//! Fused and naive attention graphs over the same inputs

use super::model::AttentionModel;
use crate::config::GraphMode;
use crate::error::Result;
use crate::runtime::{Context, Graph, TensorId};

/// Build the attention graph for `mode` on a fork of the model context.
///
/// The inputs keep their storage in the fork; every new tensor is
/// unplaced until a [`GraphAllocator`](crate::runtime::GraphAllocator)
/// runs over the returned graph. Both modes produce `[d, H, B]`.
pub fn build_graph(model: &AttentionModel, mode: GraphMode) -> Result<(Context, Graph)> {
    let mut ctx = model.ctx.fork();
    let scale = model.shape.scale();
    let out = match mode {
        GraphMode::Fused => {
            ctx.flash_attn_ext(model.q, model.k, model.v, Some(model.mask), scale)?
        }
        GraphMode::Naive => naive_attention(&mut ctx, model, scale)?,
    };
    ctx.set_name(out, "attn_out");

    let mut graph = Graph::new();
    graph.build_forward_expand(&ctx, out);
    Ok((ctx, graph))
}

fn naive_attention(ctx: &mut Context, model: &AttentionModel, scale: f32) -> Result<TensorId> {
    // [S, B, H]
    let kq = ctx.mul_mat(model.k, model.q)?;
    ctx.set_name(kq, "kq");
    let kq = ctx.soft_max_ext(kq, Some(model.mask), scale)?;
    ctx.set_name(kq, "kq_soft_max");

    // [S, d, H]
    let vt = ctx.transpose(model.v)?;
    let vt = ctx.cont(vt)?;
    ctx.set_name(vt, "v_t");

    // [d, B, H] -> [d, H, B]
    let kqv = ctx.mul_mat(vt, kq)?;
    ctx.set_name(kqv, "kqv");
    ctx.permute(kqv, [0, 2, 1, 3])
}

#[cfg(test)]
mod tests {
    use super::*;
    use crate::backend::CpuBackend;
    use crate::config::AttentionShape;
    use crate::runtime::Op;

    fn model() -> AttentionModel {
        let shape = AttentionShape {
            head_dim: 8,
            n_queries: 4,
            n_kv: 16,
            n_heads: 2,
        };
        AttentionModel::load(shape, Box::new(CpuBackend::new().unwrap())).unwrap()
    }

    #[test]
    fn test_fused_graph() {
        let m = model();
        let (ctx, g) = build_graph(&m, GraphMode::Fused).unwrap();
        assert_eq!(g.n_nodes(), 1);
        assert_eq!(g.leafs(), &[m.q, m.k, m.v, m.mask]);
        let out = ctx.tensor(g.result().unwrap());
        assert!(matches!(out.op, Op::FlashAttnExt { .. }));
        assert_eq!(out.ne, [8, 2, 4, 1]);
        // the model context is untouched
        assert_eq!(m.ctx.len(), 4);
    }

    #[test]
    fn test_naive_graph_order() {
        let m = model();
        let (ctx, g) = build_graph(&m, GraphMode::Naive).unwrap();
        let names: Vec<&str> = g.nodes().iter().map(|&id| ctx.tensor(id).op.name()).collect();
        assert_eq!(
            names,
            ["TRANSPOSE", "CONT", "MUL_MAT", "SOFT_MAX", "MUL_MAT", "PERMUTE"]
        );
        assert_eq!(g.leafs(), &[m.v, m.k, m.q, m.mask]);
        let out = ctx.tensor(g.result().unwrap());
        assert_eq!(out.ne, [8, 2, 4, 1]);
        assert!(out.is_view());
    }
}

════════════════

• Assignment
Take the records above and return them exactly as written.

• Written response
//! Fused and naive attention graphs over the same inputs

use super::model::AttentionModel;
use crate::config::GraphMode;
use crate::error::Result;
use crate::runtime::{Context, Graph, TensorId};

/// Build the attention graph for `mode` on a fork of the model context.
///
/// The inputs keep their storage in the fork; every new tensor is
/// unplaced until a [`GraphAllocator`](crate::runtime::GraphAllocator)
/// runs over the returned graph. Both modes produce `[d, H, B]`.
pub fn build_graph(model: &AttentionModel, mode: GraphMode) -> Result<(Context, Graph)> {
    let mut ctx = model.ctx.fork();
    let scale = model.shape.scale();
    let out = match mode {
        GraphMode::Fused => {
            ctx.flash_attn_ext(model.q, model.k, model.v, Some(model.mask), scale)?
        }
        GraphMode::Naive => naive_attention(&mut ctx, model, scale)?,
    };
    ctx.set_name(out, "attn_out");

    let mut graph = Graph::new();
    graph.build_forward_expand(&ctx, out);
    Ok((ctx, graph))
}

fn naive_attention(ctx: &mut Context, model: &AttentionModel, scale: f32) -> Result<TensorId> {
    // [S, B, H]
    let kq = ctx.mul_mat(model.k, model.q)?;
    ctx.set_name(kq, "kq");
    let kq = ctx.soft_max_ext(kq, Some(model.mask), scale)?;
    ctx.set_name(kq, "kq_soft_max");

    // [S, d, H]
    let vt = ctx.transpose(model.v)?;
    let vt = ctx.cont(vt)?;
    ctx.set_name(vt, "v_t");

    // [d, B, H] -> [d, H, B]
    let kqv = ctx.mul_mat(vt, kq)?;
    ctx.set_name(kqv, "kqv");
    ctx.permute(kqv, [0, 2, 1, 3])
}

#[cfg(test)]
mod tests {
    use super::*;
    use crate::backend::CpuBackend;
    use crate::config::AttentionShape;
    use crate::runtime::Op;

    fn model() -> AttentionModel {
        let shape = AttentionShape {
            head_dim: 8,
            n_queries: 4,
            n_kv: 16,
            n_heads: 2,
        };
        AttentionModel::load(shape, Box::new(CpuBackend::new().unwrap())).unwrap()
    }

    #[test]
    fn test_fused_graph() {
        let m = model();
        let (ctx, g) = build_graph(&m, GraphMode::Fused).unwrap();
        assert_eq!(g.n_nodes(), 1);
        assert_eq!(g.leafs(), &[m.q, m.k, m.v, m.mask]);
        let out = ctx.tensor(g.result().unwrap());
        assert!(matches!(out.op, Op::FlashAttnExt { .. }));
        assert_eq!(out.ne, [8, 2, 4, 1]);
        // the model context is untouched
        assert_eq!(m.ctx.len(), 4);
    }

    #[test]
    fn test_naive_graph_order() {
        let m = model();
        let (ctx, g) = build_graph(&m, GraphMode::Naive).unwrap();
        let names: Vec<&str> = g.nodes().iter().map(|&id| ctx.tensor(id).op.name()).collect();
        assert_eq!(
            names,
            ["TRANSPOSE", "CONT", "MUL_MAT", "SOFT_MAX", "MUL_MAT", "PERMUTE"]
        );
        assert_eq!(g.leafs(), &[m.v, m.k, m.q, m.mask]);
        let out = ctx.tensor(g.result().unwrap());
        assert_eq!(out.ne, [8, 2, 4, 1]);
        assert!(out.is_view());
    }
}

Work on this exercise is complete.